No preconceptions! And what is the troubling, so-obviously-wrong-I-don't-need-to-say-why preconception too many techies start with?
a distaste for government and politics. Sometimes this shades over into ideological libertarianism (see:Peter Thiel, who wants to build a floating libertarian city), but often it's just a sense that government is big, bloated, slow-moving, and inefficient, that politicians are dimwits and panderers, and that real progress comes from private innovation, not government mandates. None of which is facially unreasonable.
It's not only not facially unreasonable, it's vitally important when thinking about politics and imposing political solutions.
Yet Roberts' primer goes on to largely pretend that point was never mentioned or needs to be considered with grave seriousness.
What he goes on to discuss instead actually is all interesting, and here are bits and pieces of it so you can follow what Roberts thinks is all-important for someone to know about politics, apparently obviating any actual complaints or even knowledge about how government actually works, as opposed to the choice process in politics:
The key thing to understand about independents is that they generally vote like partisans….
If the ne plus ultra of rational thinking is switching between parties, splitting votes from election to election, then there are very few rational voters in America. (You can decide for yourself how plausible that seems.)
….the most myth-encrusted phenomenon in US politics is the "moderate." The popular conception of moderates is that they gravitate toward the political center, splitting the difference between the mainstream positions of the two parties.
If that's a moderate, then America doesn't have many of those either. In fact, the relative prevalence of moderates in popular polling is almost certainly a statistical artifact…..More engaged voters will tend to follow the lead and adopt the positions of party leaders…A voter with deeply informed, mildly center-left positions will code as "more partisan" than a moderate who has ill-informed positions that are all over the map, but that doesn't mean the moderate is more centrist or more rational.
Third, in practical coalitional politics, the "center" will tend to be shaped not by rational thinking but by money and power. If there is any space left for bipartisanship in US politics, it is around measures that benefit corporate elites.
Sure. What any of that has to do to deny either a vague or precise libertarian, anti-government position on the part of techies or anyone is unclear. In fact, that third point seems a strong point in favor of a reflexive dislike for politics or political solutions.
But the above is all just preface to his real point: that Republicans are dumber than Democrats, driven by quasi-racist identity politics, and that that is preventing the obviously-right global warming solution of a carbon tax.
Roberts further thinks the techies he's critiquing don't understand, "While it may be true that government cannot force major innovations, as [Elon] Musk and [Tim] Urban [the author of the Wait But Why website and targeted victim of Roberts' long, patient explanation of why he's so mistaken] agree, it is still very much the case that government can help or hinder innovation."
Yes, and the "hinder" part is a lot more on the mind of many techies and libertarians, which may be unbalanced in Roberts' mind, but it's an important reality that complicates Roberts' smug explainer about why being disgusted with politics means you don't get politics. He also thinks its a given that the anti-political techie who cares about global warming "should look with horror on the paltry resources the federal government devotes to" clean energy research. (See Ronald Bailey here at Reason for a little wider perspective on government money and clean energy.)

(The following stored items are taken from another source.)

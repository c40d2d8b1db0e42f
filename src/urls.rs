//! URL helpers: request target composition, charset sniffing and link joining

use once_cell::sync::Lazy;
use regex::Regex;
use url::form_urlencoded;
use url::Url;

static CHARSET_RE: Lazy<Regex> = Lazy::new(|| {
    Regex::new(r#"(?i)(?:^|;)\s*charset\s*=\s*"?([^";\s]+)"?"#).expect("charset regex")
});

static SCHEME_RE: Lazy<Regex> =
    Lazy::new(|| Regex::new(r"^([A-Za-z][A-Za-z0-9+.\-]*):").expect("scheme regex"));

/// Build the `path[?query]` request target for `url`, appending `params`
/// after any query the URL already carries.
pub fn compose_path<K, V>(url: &Url, params: &[(K, V)]) -> String
where
    K: AsRef<str>,
    V: AsRef<str>,
{
    let mut target = url.path().to_string();
    let mut parts = Vec::new();

    if let Some(query) = url.query().filter(|q| !q.is_empty()) {
        parts.push(query.to_string());
    }
    if !params.is_empty() {
        let encoded = form_urlencoded::Serializer::new(String::new())
            .extend_pairs(params.iter().map(|(k, v)| (k.as_ref(), v.as_ref())))
            .finish();
        parts.push(encoded);
    }
    if !parts.is_empty() {
        target.push('?');
        target.push_str(&parts.join("&"));
    }
    target
}

/// Extract the `charset` parameter from a Content-Type value.
pub fn extract_charset(content_type: Option<&str>) -> Option<String> {
    let content_type = content_type?;
    CHARSET_RE
        .captures(content_type)
        .map(|cap| cap[1].to_string())
}

/// Join `relative` onto `base`.
///
/// Scheme and authority come from `relative` when present, otherwise from
/// `base`. A relative path that does not start with `/` is appended to the
/// base path with a single `/` separator. No dot-segment normalization is
/// done; params, query and fragment are taken from `relative` only.
pub fn resolve_absolute_url(relative: &str, base: &str) -> String {
    let rel = UrlParts::split(relative);
    let base = UrlParts::split(base);

    let path = if rel.path.starts_with('/') {
        rel.path.clone()
    } else {
        format!("{}/{}", base.path, rel.path)
    };

    UrlParts {
        scheme: if rel.scheme.is_empty() { base.scheme } else { rel.scheme.clone() },
        authority: if rel.authority.is_empty() { base.authority } else { rel.authority.clone() },
        path,
        params: rel.params,
        query: rel.query,
        fragment: rel.fragment,
    }
    .to_string()
}

/// Component split of a possibly-relative URL reference.
#[derive(Debug, Default, Clone, PartialEq)]
struct UrlParts {
    scheme: String,
    authority: String,
    path: String,
    params: String,
    query: String,
    fragment: String,
}

impl UrlParts {
    fn split(input: &str) -> Self {
        let mut parts = UrlParts::default();
        let mut rest = input;

        if let Some(cap) = SCHEME_RE.captures(rest) {
            parts.scheme = cap[1].to_ascii_lowercase();
            rest = &rest[cap[0].len()..];
        }

        if let Some(after) = rest.strip_prefix("//") {
            let end = after.find(['/', '?', '#']).unwrap_or(after.len());
            parts.authority = after[..end].to_string();
            rest = &after[end..];
        }

        if let Some(idx) = rest.find('#') {
            parts.fragment = rest[idx + 1..].to_string();
            rest = &rest[..idx];
        }
        if let Some(idx) = rest.find('?') {
            parts.query = rest[idx + 1..].to_string();
            rest = &rest[..idx];
        }

        // `;params` only attach to the last path segment
        let last_segment = rest.rfind('/').map(|i| i + 1).unwrap_or(0);
        if let Some(idx) = rest[last_segment..].find(';') {
            let idx = last_segment + idx;
            parts.params = rest[idx + 1..].to_string();
            rest = &rest[..idx];
        }

        parts.path = rest.to_string();
        parts
    }
}

impl std::fmt::Display for UrlParts {
    fn fmt(&self, f: &mut std::fmt::Formatter<'_>) -> std::fmt::Result {
        if !self.scheme.is_empty() {
            write!(f, "{}:", self.scheme)?;
        }
        if !self.authority.is_empty() || !self.scheme.is_empty() {
            f.write_str("//")?;
            f.write_str(&self.authority)?;
            if !self.path.is_empty() && !self.path.starts_with('/') {
                f.write_str("/")?;
            }
        }
        f.write_str(&self.path)?;
        if !self.params.is_empty() {
            write!(f, ";{}", self.params)?;
        }
        if !self.query.is_empty() {
            write!(f, "?{}", self.query)?;
        }
        if !self.fragment.is_empty() {
            write!(f, "#{}", self.fragment)?;
        }
        Ok(())
    }
}
//! Search Module
//!
//! Case-insensitive substring search over a single in-memory corpus.
//!
//! ## Overview
//! The corpus is read once at startup, folded to lowercase and indexed with a
//! suffix array. A query is folded the same way, every occurrence is located
//! through the suffix array, and each occurrence is widened to the sentence
//! around it: the text between the nearest `.`, `\n` or `\r` on either side.
//!
//! ## Submodules
//! - **`index`**: `TextIndex`, owner of the corpus and the query operation.
//! - **`suffix`**: The suffix array used to enumerate match offsets.
//! - **`error`**: Load failures.
//! - **`handlers`**: HTTP request handlers for the Axum web server.
//! - **`types`**: Data Transfer Objects (DTOs) for API communication.

pub mod error;
pub mod handlers;
pub mod index;
pub mod suffix;
pub mod types;

pub use error::IndexError;
pub use index::TextIndex;
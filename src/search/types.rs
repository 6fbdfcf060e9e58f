//! Search API Types
//!
//! Query parameters accepted by the search endpoint and the payload of the
//! health endpoint. Search results themselves are a plain JSON array of
//! excerpt strings.

use serde::{Deserialize, Serialize};

#[derive(Debug, Deserialize)]
pub struct SearchParams {
    pub q: Option<String>,
    pub limit: Option<usize>,
}

/// Reported by `GET /health` once the corpus is indexed and serving.
#[derive(Debug, Serialize, Deserialize)]
pub struct HealthResponse {
    pub status: String,
    pub corpus_bytes: usize,
    pub indexed_suffixes: usize,
}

I get that Roberts thinks global warming is a huge problem that he can't imagine ameliorating through anything less than a carbon tax, and that he might, even rightfully, think that that is such a vital issue that nothing else at all about politics matters. In which case the piece should have been framed as "what techies don't understand about why we don't have a carbon tax," a more limited argument.
As it is, his (pretty long) handholding explanation of what techies don't get about politics ignores a lot of relevant considerations, ones perhaps more relevant than analysis of "independents" and "moderates" and how ignorant Republicans are or "the complicated web of historical, economic, and demographic trends that have shaped American public life" that he insists silly techies must get a better grasp of.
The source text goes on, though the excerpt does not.